» Exercise
Return all records exactly. Nothing may be added.

-----

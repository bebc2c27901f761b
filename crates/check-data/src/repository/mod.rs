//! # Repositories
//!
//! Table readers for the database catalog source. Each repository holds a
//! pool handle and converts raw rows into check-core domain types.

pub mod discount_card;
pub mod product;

-----

» Solution
repository bebc2c27901f761b
filename crates/check-data/src/repository/mod.rs
//! # Repositories
//!
//! Table readers for the database catalog source. Each repository holds a
//! pool handle and converts raw rows into check-core domain types.

pub mod discount_card;
pub mod product;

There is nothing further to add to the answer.